PetroChina joins Exxon to dominate Iraqi oil industry

9 Aug, 2013 15:45 / Updated 11 years ago

China's biggest oil producer PetroChina will be developing Iraq's giant oil field West Qurna with American Exxon Mobil. The deal could make Chinese energy giant the biggest foreign investor in Iraq’s oil industry.

China already dominates the oil fields around southern Iraq, Reuters reports.

PetroChina was the first foreign company to strike an oil deal in Iraq after US-led forces overthrew Saddam Hussein. It is now developing Iraq's biggest oilfield Rumaila with BP.

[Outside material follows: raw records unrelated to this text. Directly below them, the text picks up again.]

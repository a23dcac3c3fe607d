//! Typed identifier newtypes backed by non-blank strings.

use std::fmt;
use std::str::FromStr;

use serde::{Deserialize, Serialize};

use crate::error::ValidationError;

macro_rules! define_id {
    ($(#[doc = $doc:expr])* $name:ident, $kind:literal) => {
        $(#[doc = $doc])*
        #[derive(Debug, Clone, PartialEq, Eq, Hash, PartialOrd, Ord, Serialize, Deserialize)]
        #[serde(try_from = "String", into = "String")]
        pub struct $name(String);

        impl $name {
            /// Wrap a string, rejecting empty or whitespace-only values.
            ///
            /// # Errors
            ///
            /// Returns [`ValidationError::BlankIdentifier`] when `value` is blank.
            pub fn new(value: impl Into<String>) -> Result<Self, ValidationError> {
                let value = value.into();
                if value.trim().is_empty() {
                    return Err(ValidationError::BlankIdentifier { kind: $kind });
                }
                Ok(Self(value))
            }

            /// Access the inner string.
            #[must_use]
            pub fn as_str(&self) -> &str {
                &self.0
            }
        }

        impl fmt::Display for $name {
            fn fmt(&self, f: &mut fmt::Formatter<'_>) -> fmt::Result {
                f.write_str(&self.0)
            }
        }

        impl FromStr for $name {
            type Err = ValidationError;

            fn from_str(s: &str) -> Result<Self, Self::Err> {
                Self::new(s)
            }
        }

        impl TryFrom<String> for $name {
            type Error = ValidationError;

            fn try_from(value: String) -> Result<Self, Self::Error> {
                Self::new(value)
            }
        }

        impl From<$name> for String {
            fn from(id: $name) -> Self {
                id.0
            }
        }

        impl AsRef<str> for $name {
            fn as_ref(&self) -> &str {
                &self.0
            }
        }
    };
}

define_id!(
    /// Unique identifier for the [`House`](crate::house::House).
    HouseId,
    "house"
);

define_id!(
    /// Unique identifier for a [`Room`](crate::room::Room), usually a human-chosen name.
    RoomId,
    "room"
);

define_id!(
    /// Unique identifier for a [`Device`](crate::device::Device).
    DeviceId,
    "device"
);

define_id!(
    /// Unique identifier for a [`Sensor`](crate::sensor::Sensor).
    SensorId,
    "sensor"
);

define_id!(
    /// Unique identifier for an [`Actuator`](crate::actuator::Actuator).
    ActuatorId,
    "actuator"
);

define_id!(
    /// Functionality identifier looked up in a sensor catalog.
    SensorFunctionalityId,
    "sensor functionality"
);

define_id!(
    /// Functionality identifier looked up in an actuator catalog.
    ActuatorFunctionalityId,
    "actuator functionality"
);

define_id!(
    /// Unique identifier for a recorded value.
    ValueId,
    "value"
);

impl HouseId {
    /// Generate a new random identifier.
    #[must_use]
    pub fn generate() -> Self {
        Self(uuid::Uuid::new_v4().to_string())
    }
}

impl ValueId {
    /// Generate a new random identifier.
    #[must_use]
    pub fn generate() -> Self {
        Self(uuid::Uuid::new_v4().to_string())
    }
}

impl SensorFunctionalityId {
    pub(crate) fn from_static(value: &'static str) -> Self {
        Self(value.to_owned())
    }
}

impl ActuatorFunctionalityId {
    pub(crate) fn from_static(value: &'static str) -> Self {
        Self(value.to_owned())
    }
}
//! Values: immutable time-series records produced by sensors.
//!
//! There are three shapes: a reading at an instant, a reading over a period,
//! and a reading at an instant tagged with GPS coordinates. Values are never
//! mutated once built.

use std::fmt;

use serde::Serialize;

use crate::error::{SmartHomeError, ValidationError};
use crate::id::{SensorId, ValueId};
use crate::location::GpsCode;
use crate::reading::Reading;
use crate::time::{Period, Timestamp};

/// The shape of a recorded value.
#[derive(Debug, Clone, Copy, PartialEq, Eq, Hash, Serialize)]
pub enum ValueKind {
    Instant,
    Period,
    InstantLocation,
}

impl fmt::Display for ValueKind {
    fn fmt(&self, f: &mut fmt::Formatter<'_>) -> fmt::Result {
        match self {
            Self::Instant => f.write_str("instant"),
            Self::Period => f.write_str("period"),
            Self::InstantLocation => f.write_str("instant location"),
        }
    }
}

/// A reading taken at a single instant.
#[derive(Debug, Clone, PartialEq, Serialize)]
pub struct InstantValue {
    id: ValueId,
    sensor_id: SensorId,
    reading: Reading,
    recorded_at: Timestamp,
}

impl InstantValue {
    /// Create a builder for constructing an [`InstantValue`].
    #[must_use]
    pub fn builder() -> InstantValueBuilder {
        InstantValueBuilder::default()
    }

    #[must_use]
    pub fn id(&self) -> &ValueId {
        &self.id
    }

    #[must_use]
    pub fn sensor_id(&self) -> &SensorId {
        &self.sensor_id
    }

    #[must_use]
    pub fn reading(&self) -> &Reading {
        &self.reading
    }

    #[must_use]
    pub fn recorded_at(&self) -> Timestamp {
        self.recorded_at
    }
}

/// Step-by-step builder for [`InstantValue`].
#[derive(Debug, Default)]
pub struct InstantValueBuilder {
    id: Option<ValueId>,
    sensor_id: Option<SensorId>,
    reading: Option<Reading>,
    recorded_at: Option<Timestamp>,
}

impl InstantValueBuilder {
    #[must_use]
    pub fn id(mut self, id: ValueId) -> Self {
        self.id = Some(id);
        self
    }

    #[must_use]
    pub fn sensor_id(mut self, sensor_id: SensorId) -> Self {
        self.sensor_id = Some(sensor_id);
        self
    }

    #[must_use]
    pub fn reading(mut self, reading: Reading) -> Self {
        self.reading = Some(reading);
        self
    }

    #[must_use]
    pub fn recorded_at(mut self, recorded_at: Timestamp) -> Self {
        self.recorded_at = Some(recorded_at);
        self
    }

    /// Consume the builder and return an [`InstantValue`].
    ///
    /// The id is generated and the timestamp defaults to now when absent.
    ///
    /// # Errors
    ///
    /// Returns [`SmartHomeError::Validation`] if the sensor id or reading is missing.
    pub fn build(self) -> Result<InstantValue, SmartHomeError> {
        Ok(InstantValue {
            id: self.id.unwrap_or_else(ValueId::generate),
            sensor_id: self
                .sensor_id
                .ok_or(ValidationError::MissingField("sensor id"))?,
            reading: self.reading.ok_or(ValidationError::MissingField("reading"))?,
            recorded_at: self.recorded_at.unwrap_or_else(crate::time::now),
        })
    }
}

/// A reading aggregated over `[start, end]`.
#[derive(Debug, Clone, PartialEq, Serialize)]
pub struct PeriodValue {
    id: ValueId,
    sensor_id: SensorId,
    reading: Reading,
    period: Period,
}

impl PeriodValue {
    /// Create a builder for constructing a [`PeriodValue`].
    #[must_use]
    pub fn builder() -> PeriodValueBuilder {
        PeriodValueBuilder::default()
    }

    #[must_use]
    pub fn id(&self) -> &ValueId {
        &self.id
    }

    #[must_use]
    pub fn sensor_id(&self) -> &SensorId {
        &self.sensor_id
    }

    #[must_use]
    pub fn reading(&self) -> &Reading {
        &self.reading
    }

    #[must_use]
    pub fn start(&self) -> Timestamp {
        self.period.start()
    }

    #[must_use]
    pub fn end(&self) -> Timestamp {
        self.period.end()
    }

    #[must_use]
    pub fn period(&self) -> Period {
        self.period
    }
}

/// Step-by-step builder for [`PeriodValue`].
#[derive(Debug, Default)]
pub struct PeriodValueBuilder {
    id: Option<ValueId>,
    sensor_id: Option<SensorId>,
    reading: Option<Reading>,
    start: Option<Timestamp>,
    end: Option<Timestamp>,
}

impl PeriodValueBuilder {
    #[must_use]
    pub fn id(mut self, id: ValueId) -> Self {
        self.id = Some(id);
        self
    }

    #[must_use]
    pub fn sensor_id(mut self, sensor_id: SensorId) -> Self {
        self.sensor_id = Some(sensor_id);
        self
    }

    #[must_use]
    pub fn reading(mut self, reading: Reading) -> Self {
        self.reading = Some(reading);
        self
    }

    #[must_use]
    pub fn start(mut self, start: Timestamp) -> Self {
        self.start = Some(start);
        self
    }

    #[must_use]
    pub fn end(mut self, end: Timestamp) -> Self {
        self.end = Some(end);
        self
    }

    /// Consume the builder and return a [`PeriodValue`].
    ///
    /// # Errors
    ///
    /// Returns [`SmartHomeError::Validation`] if a field is missing or the
    /// start is after the end.
    pub fn build(self) -> Result<PeriodValue, SmartHomeError> {
        let start = self.start.ok_or(ValidationError::MissingField("start"))?;
        let end = self.end.ok_or(ValidationError::MissingField("end"))?;
        Ok(PeriodValue {
            id: self.id.unwrap_or_else(ValueId::generate),
            sensor_id: self
                .sensor_id
                .ok_or(ValidationError::MissingField("sensor id"))?,
            reading: self.reading.ok_or(ValidationError::MissingField("reading"))?,
            period: Period::new(start, end)?,
        })
    }
}

/// A reading taken at a single instant and place.
#[derive(Debug, Clone, PartialEq, Serialize)]
pub struct InstantLocationValue {
    id: ValueId,
    sensor_id: SensorId,
    reading: Reading,
    recorded_at: Timestamp,
    gps: GpsCode,
}

impl InstantLocationValue {
    /// Create a builder for constructing an [`InstantLocationValue`].
    #[must_use]
    pub fn builder() -> InstantLocationValueBuilder {
        InstantLocationValueBuilder::default()
    }

    #[must_use]
    pub fn id(&self) -> &ValueId {
        &self.id
    }

    #[must_use]
    pub fn sensor_id(&self) -> &SensorId {
        &self.sensor_id
    }

    #[must_use]
    pub fn reading(&self) -> &Reading {
        &self.reading
    }

    #[must_use]
    pub fn recorded_at(&self) -> Timestamp {
        self.recorded_at
    }

    #[must_use]
    pub fn gps(&self) -> GpsCode {
        self.gps
    }
}

/// Step-by-step builder for [`InstantLocationValue`].
#[derive(Debug, Default)]
pub struct InstantLocationValueBuilder {
    id: Option<ValueId>,
    sensor_id: Option<SensorId>,
    reading: Option<Reading>,
    recorded_at: Option<Timestamp>,
    gps: Option<GpsCode>,
}

impl InstantLocationValueBuilder {
    #[must_use]
    pub fn id(mut self, id: ValueId) -> Self {
        self.id = Some(id);
        self
    }

    #[must_use]
    pub fn sensor_id(mut self, sensor_id: SensorId) -> Self {
        self.sensor_id = Some(sensor_id);
        self
    }

    #[must_use]
    pub fn reading(mut self, reading: Reading) -> Self {
        self.reading = Some(reading);
        self
    }

    #[must_use]
    pub fn recorded_at(mut self, recorded_at: Timestamp) -> Self {
        self.recorded_at = Some(recorded_at);
        self
    }

    #[must_use]
    pub fn gps(mut self, gps: GpsCode) -> Self {
        self.gps = Some(gps);
        self
    }

    /// Consume the builder and return an [`InstantLocationValue`].
    ///
    /// # Errors
    ///
    /// Returns [`SmartHomeError::Validation`] if the sensor id, reading or
    /// GPS code is missing.
    pub fn build(self) -> Result<InstantLocationValue, SmartHomeError> {
        Ok(InstantLocationValue {
            id: self.id.unwrap_or_else(ValueId::generate),
            sensor_id: self
                .sensor_id
                .ok_or(ValidationError::MissingField("sensor id"))?,
            reading: self.reading.ok_or(ValidationError::MissingField("reading"))?,
            recorded_at: self.recorded_at.unwrap_or_else(crate::time::now),
            gps: self.gps.ok_or(ValidationError::MissingField("gps"))?,
        })
    }
}

/// Any recorded value, as returned by cross-store queries.
#[derive(Debug, Clone, PartialEq, Serialize)]
pub enum Measurement {
    Instant(InstantValue),
    Period(PeriodValue),
    InstantLocation(InstantLocationValue),
}

impl Measurement {
    #[must_use]
    pub fn kind(&self) -> ValueKind {
        match self {
            Self::Instant(_) => ValueKind::Instant,
            Self::Period(_) => ValueKind::Period,
            Self::InstantLocation(_) => ValueKind::InstantLocation,
        }
    }

    #[must_use]
    pub fn reading(&self) -> &Reading {
        match self {
            Self::Instant(value) => value.reading(),
            Self::Period(value) => value.reading(),
            Self::InstantLocation(value) => value.reading(),
        }
    }

    #[must_use]
    pub fn sensor_id(&self) -> &SensorId {
        match self {
            Self::Instant(value) => value.sensor_id(),
            Self::Period(value) => value.sensor_id(),
            Self::InstantLocation(value) => value.sensor_id(),
        }
    }

    /// When the value became available; the end of the period for period values.
    #[must_use]
    pub fn observed_at(&self) -> Timestamp {
        match self {
            Self::Instant(value) => value.recorded_at(),
            Self::Period(value) => value.end(),
            Self::InstantLocation(value) => value.recorded_at(),
        }
    }
}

The PetroChina-Exxon agreement could be announced in weeks.

"PetroChina will participate in developing the field," Reuters quotes an industry source.
Earlier this year PetroChina's ex-chairman Jiang Jiemin told Reuters that the Chinese energy major was keen on working with Exxon at West Qurna.

The American company currently holds a 60 percent stake in the $50 billion West Qurna project, pumping out around 480,000 barrels per day.

PetroChina is also in talks with Russian Lukoil to have a share in another development project at the field, West Qurna-2, according to the agency. West Qurna-2 is expected to produce 500,000 bpd in 2014 and needs $30 billion in investments.

Lukoil plans to invest $5 billion in the project in 2013 alone. The source said that the Russian company would prefer a Chinese partner in the project to secure a guaranteed market for oil sales.

The head of Lukoil, Vagit Alekperov, has said that the company wanted a Chinese firm to replace Norway's Statoil at the project, after it agreed to sell its 18.75 percent stake last year.

Oil producers from the Middle East, Russia, Africa and Latin America are all competing for a bigger share of China's growing market as demand for imported oil falls in the US and Europe, according to Reuters.

The International Energy Association said on Friday that oil production in Iraq fell below three million bpd for the first time in five months in July, after repeated bomb attacks on the country’s major pipeline. It predicted a further fall of 500,000 bpd in September as a result of infrastructure work at the oil export terminals, the WSJ quotes the IEA report.